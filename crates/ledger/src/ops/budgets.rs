//! Budget upserts and the budget-vs-actual overview.

use std::cmp::Ordering;
use std::collections::HashMap;

use serde::{Deserialize, Serialize};
use uuid::Uuid;

use sea_orm::{ActiveValue, QueryFilter, TransactionTrait, prelude::*};

use crate::{
    Budget, BudgetItem, Kind, Month, ResultLedger, budgets, categories, money, subcategories,
    transactions,
};

use super::subcategories::require_subcategory;
use super::{Ledger, with_tx};

/// One subcategory's budget-vs-actual standing for a month.
#[derive(Clone, Debug, PartialEq, Serialize, Deserialize)]
pub struct BudgetRow {
    pub subcategory_id: Uuid,
    pub subcategory_name: String,
    pub category_name: String,
    /// Planned amount, zero when no budget row exists.
    pub budget: i64,
    pub spent: i64,
    pub remaining: i64,
    /// Consumption percent clamped to `[0, 100]`, rounded to a whole number.
    /// Zero when the budget is zero, even with nonzero spend.
    pub percent: f64,
    /// The unclamped, unrounded ratio, for consumers that need the true
    /// overspend factor.
    pub percent_raw: f64,
}

impl Ledger {
    /// Sets the planned amounts for a month in one batch.
    ///
    /// Each row is keyed by `(user, year, month, subcategory)`: an existing
    /// row gets its amount updated in place, a missing one is inserted. Only
    /// expense subcategories can carry a budget.
    pub async fn upsert_budgets(
        &self,
        user_id: Uuid,
        month: Month,
        items: &[BudgetItem],
    ) -> ResultLedger<()> {
        with_tx!(self, |db_tx| {
            for item in items {
                require_subcategory(&db_tx, user_id, item.subcategory_id, Kind::Expense, None)
                    .await?;
                let amount = money::round_non_negative(item.amount)?;

                let existing = budgets::Entity::find()
                    .filter(budgets::Column::UserId.eq(user_id))
                    .filter(budgets::Column::Year.eq(month.year()))
                    .filter(budgets::Column::Month.eq(month.month() as i32))
                    .filter(budgets::Column::SubcategoryId.eq(item.subcategory_id))
                    .one(&db_tx)
                    .await?;

                match existing {
                    Some(model) => {
                        let active = budgets::ActiveModel {
                            id: ActiveValue::Set(model.id),
                            amount: ActiveValue::Set(amount),
                            ..Default::default()
                        };
                        active.update(&db_tx).await?;
                    }
                    None => {
                        let budget = Budget::new(user_id, month, item.subcategory_id, amount);
                        budgets::ActiveModel::from(&budget).insert(&db_tx).await?;
                    }
                }
            }
            Ok(())
        })
    }

    /// Builds the budget-vs-actual rows for a month.
    ///
    /// Every expense subcategory yields a row, budgeted or not; absent budget
    /// rows mean a zero budget. Rows are sorted by percent descending, then
    /// subcategory name ascending (case-insensitive), so the ordering is
    /// stable regardless of store enumeration order.
    pub async fn budget_overview(
        &self,
        user_id: Uuid,
        month: Month,
    ) -> ResultLedger<Vec<BudgetRow>> {
        let subs = subcategories::Entity::find()
            .filter(subcategories::Column::UserId.eq(user_id))
            .filter(subcategories::Column::Kind.eq(Kind::Expense.as_str()))
            .all(&self.database)
            .await?;
        let cats = categories::Entity::find()
            .filter(categories::Column::UserId.eq(user_id))
            .filter(categories::Column::Kind.eq(Kind::Expense.as_str()))
            .all(&self.database)
            .await?;
        let category_names: HashMap<Uuid, String> =
            cats.into_iter().map(|c| (c.id, c.name)).collect();

        let budget_models = budgets::Entity::find()
            .filter(budgets::Column::UserId.eq(user_id))
            .filter(budgets::Column::Year.eq(month.year()))
            .filter(budgets::Column::Month.eq(month.month() as i32))
            .all(&self.database)
            .await?;
        let budget_by_sub: HashMap<Uuid, i64> = budget_models
            .into_iter()
            .map(|b| (b.subcategory_id, b.amount))
            .collect();

        let expense_models = transactions::Entity::find()
            .filter(transactions::Column::UserId.eq(user_id))
            .filter(transactions::Column::Kind.eq(Kind::Expense.as_str()))
            .filter(transactions::Column::Date.gte(month.start()))
            .filter(transactions::Column::Date.lt(month.end_exclusive()))
            .all(&self.database)
            .await?;
        let mut spent_by_sub: HashMap<Uuid, i64> = HashMap::new();
        for tx in expense_models {
            *spent_by_sub.entry(tx.subcategory_id).or_insert(0) += tx.amount;
        }

        let mut rows: Vec<BudgetRow> = subs
            .into_iter()
            .map(|sub| {
                let budget = budget_by_sub.get(&sub.id).copied().unwrap_or(0);
                let spent = spent_by_sub.get(&sub.id).copied().unwrap_or(0);
                let category_name = category_names
                    .get(&sub.category_id)
                    .cloned()
                    .unwrap_or_else(|| "-".to_string());
                let (percent, percent_raw) = consumption_percent(budget, spent);
                BudgetRow {
                    subcategory_id: sub.id,
                    subcategory_name: sub.name,
                    category_name,
                    budget,
                    spent,
                    remaining: budget - spent,
                    percent,
                    percent_raw,
                }
            })
            .collect();

        rows.sort_by(|a, b| {
            b.percent
                .partial_cmp(&a.percent)
                .unwrap_or(Ordering::Equal)
                .then_with(|| {
                    a.subcategory_name
                        .to_lowercase()
                        .cmp(&b.subcategory_name.to_lowercase())
                })
        });
        Ok(rows)
    }
}

/// `(clamped display percent, raw ratio)`. A zero budget reports 0% even
/// with nonzero spend; the raw value is zero there too since no true ratio
/// exists.
fn consumption_percent(budget: i64, spent: i64) -> (f64, f64) {
    if budget <= 0 {
        return (0.0, 0.0);
    }
    let raw = (spent as f64 / budget as f64) * 100.0;
    (raw.clamp(0.0, 100.0).round(), raw)
}

#[cfg(test)]
mod tests {
    use super::*;

    #[test]
    fn zero_budget_reports_zero_percent() {
        assert_eq!(consumption_percent(0, 50_000), (0.0, 0.0));
    }

    #[test]
    fn overspend_clamps_display_but_keeps_raw() {
        let (percent, raw) = consumption_percent(100_000, 150_000);
        assert_eq!(percent, 100.0);
        assert_eq!(raw, 150.0);
    }

    #[test]
    fn partial_spend_rounds_display_percent() {
        let (percent, raw) = consumption_percent(300_000, 100_000);
        assert_eq!(percent, 33.0);
        assert!((raw - 33.333_333).abs() < 0.001);
    }
}
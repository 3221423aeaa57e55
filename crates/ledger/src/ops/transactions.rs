//! Transaction lifecycle.
//!
//! Create, update and delete each run as one database transaction covering
//! the record write and every balance effect, so a failed effect step rolls
//! the whole operation back. Update reverts the effect computed from the
//! pre-image and applies the one computed from the post-image; when the
//! payment method changes, the two effects target different rows.

use chrono::Utc;
use uuid::Uuid;

use sea_orm::{QueryFilter, QueryOrder, TransactionTrait, prelude::*};

use crate::{
    Kind, LedgerError, Month, ResultLedger, TransactionCmd, TransactionPatch, money, transactions,
    transactions::Transaction,
};

use super::effects::{EffectDirection, apply_transaction_effect};
use super::payment_methods::require_payment_method;
use super::subcategories::{require_category, require_subcategory};
use super::{Ledger, normalize_optional_text, with_tx};

impl Ledger {
    pub async fn create_transaction(&self, cmd: TransactionCmd) -> ResultLedger<Transaction> {
        let amount = money::round_non_negative(cmd.amount)?;
        let description = normalize_optional_text(cmd.description.as_deref());

        with_tx!(self, |db_tx| {
            require_category(&db_tx, cmd.user_id, cmd.category_id, cmd.kind).await?;
            require_subcategory(
                &db_tx,
                cmd.user_id,
                cmd.subcategory_id,
                cmd.kind,
                Some(cmd.category_id),
            )
            .await?;
            require_payment_method(&db_tx, cmd.user_id, cmd.payment_method_id).await?;

            let now = Utc::now();
            let tx = Transaction {
                id: Uuid::new_v4(),
                user_id: cmd.user_id,
                kind: cmd.kind,
                amount,
                category_id: cmd.category_id,
                subcategory_id: cmd.subcategory_id,
                payment_method_id: cmd.payment_method_id,
                date: cmd.date,
                description,
                created_at: now,
                updated_at: now,
            };
            transactions::ActiveModel::from(&tx).insert(&db_tx).await?;
            apply_transaction_effect(&db_tx, &tx, EffectDirection::Apply).await?;

            tracing::debug!(transaction = %tx.id, user = %tx.user_id, "transaction created");
            Ok(tx)
        })
    }

    /// Updates a transaction, re-pointing its balance effect.
    ///
    /// The revert targets the payment method recorded in the pre-image and
    /// the apply targets the one in the post-image; editing
    /// `payment_method_id` therefore moves the amount between the two.
    pub async fn update_transaction(
        &self,
        user_id: Uuid,
        transaction_id: Uuid,
        patch: TransactionPatch,
    ) -> ResultLedger<Transaction> {
        with_tx!(self, |db_tx| {
            let model = transactions::Entity::find_by_id(transaction_id)
                .filter(transactions::Column::UserId.eq(user_id))
                .one(&db_tx)
                .await?
                .ok_or_else(|| LedgerError::NotFound("transaction".to_string()))?;
            let old = Transaction::try_from(model)?;

            let amount = match patch.amount {
                Some(amount) => money::round_non_negative(amount)?,
                None => old.amount,
            };
            let description = match patch.description {
                Some(ref text) => normalize_optional_text(Some(text)),
                None => old.description.clone(),
            };
            let new = Transaction {
                id: old.id,
                user_id: old.user_id,
                kind: patch.kind.unwrap_or(old.kind),
                amount,
                category_id: patch.category_id.unwrap_or(old.category_id),
                subcategory_id: patch.subcategory_id.unwrap_or(old.subcategory_id),
                payment_method_id: patch.payment_method_id.unwrap_or(old.payment_method_id),
                date: patch.date.unwrap_or(old.date),
                description,
                created_at: old.created_at,
                updated_at: Utc::now(),
            };

            require_category(&db_tx, user_id, new.category_id, new.kind).await?;
            require_subcategory(
                &db_tx,
                user_id,
                new.subcategory_id,
                new.kind,
                Some(new.category_id),
            )
            .await?;
            require_payment_method(&db_tx, user_id, new.payment_method_id).await?;

            // Revert first: applying the new effect before undoing the old one
            // would double-count on the shared payment method.
            apply_transaction_effect(&db_tx, &old, EffectDirection::Revert).await?;
            transactions::ActiveModel::from(&new).update(&db_tx).await?;
            apply_transaction_effect(&db_tx, &new, EffectDirection::Apply).await?;

            tracing::debug!(transaction = %new.id, user = %user_id, "transaction updated");
            Ok(new)
        })
    }

    pub async fn delete_transaction(
        &self,
        user_id: Uuid,
        transaction_id: Uuid,
    ) -> ResultLedger<()> {
        with_tx!(self, |db_tx| {
            let model = transactions::Entity::find_by_id(transaction_id)
                .filter(transactions::Column::UserId.eq(user_id))
                .one(&db_tx)
                .await?
                .ok_or_else(|| LedgerError::NotFound("transaction".to_string()))?;
            let tx = Transaction::try_from(model)?;

            apply_transaction_effect(&db_tx, &tx, EffectDirection::Revert).await?;
            transactions::Entity::delete_by_id(transaction_id)
                .exec(&db_tx)
                .await?;

            tracing::debug!(transaction = %transaction_id, user = %user_id, "transaction deleted");
            Ok(())
        })
    }

    pub async fn transaction(
        &self,
        user_id: Uuid,
        transaction_id: Uuid,
    ) -> ResultLedger<Transaction> {
        let model = transactions::Entity::find_by_id(transaction_id)
            .filter(transactions::Column::UserId.eq(user_id))
            .one(&self.database)
            .await?
            .ok_or_else(|| LedgerError::NotFound("transaction".to_string()))?;
        Transaction::try_from(model)
    }

    /// Lists one month of the user's transactions of one kind, newest first.
    pub async fn transactions(
        &self,
        user_id: Uuid,
        kind: Kind,
        month: Month,
    ) -> ResultLedger<Vec<Transaction>> {
        let models = transactions::Entity::find()
            .filter(transactions::Column::UserId.eq(user_id))
            .filter(transactions::Column::Kind.eq(kind.as_str()))
            .filter(transactions::Column::Date.gte(month.start()))
            .filter(transactions::Column::Date.lt(month.end_exclusive()))
            .order_by_desc(transactions::Column::Date)
            .all(&self.database)
            .await?;
        models.into_iter().map(Transaction::try_from).collect()
    }
}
= = = = = = =
■ Exercise requirements
Copy the stretch of the records above that runs from the line with "let category_names: HashMap<Uuid, String>" through the line with "let expense_models = transactions::Entity::find()". Both end lines belong in the copy, and nothing else does.

■ Result of the task
        let category_names: HashMap<Uuid, String> =
            cats.into_iter().map(|c| (c.id, c.name)).collect();

        let budget_models = budgets::Entity::find()
            .filter(budgets::Column::UserId.eq(user_id))
            .filter(budgets::Column::Year.eq(month.year()))
            .filter(budgets::Column::Month.eq(month.month() as i32))
            .all(&self.database)
            .await?;
        let budget_by_sub: HashMap<Uuid, i64> = budget_models
            .into_iter()
            .map(|b| (b.subcategory_id, b.amount))
            .collect();

        let expense_models = transactions::Entity::find()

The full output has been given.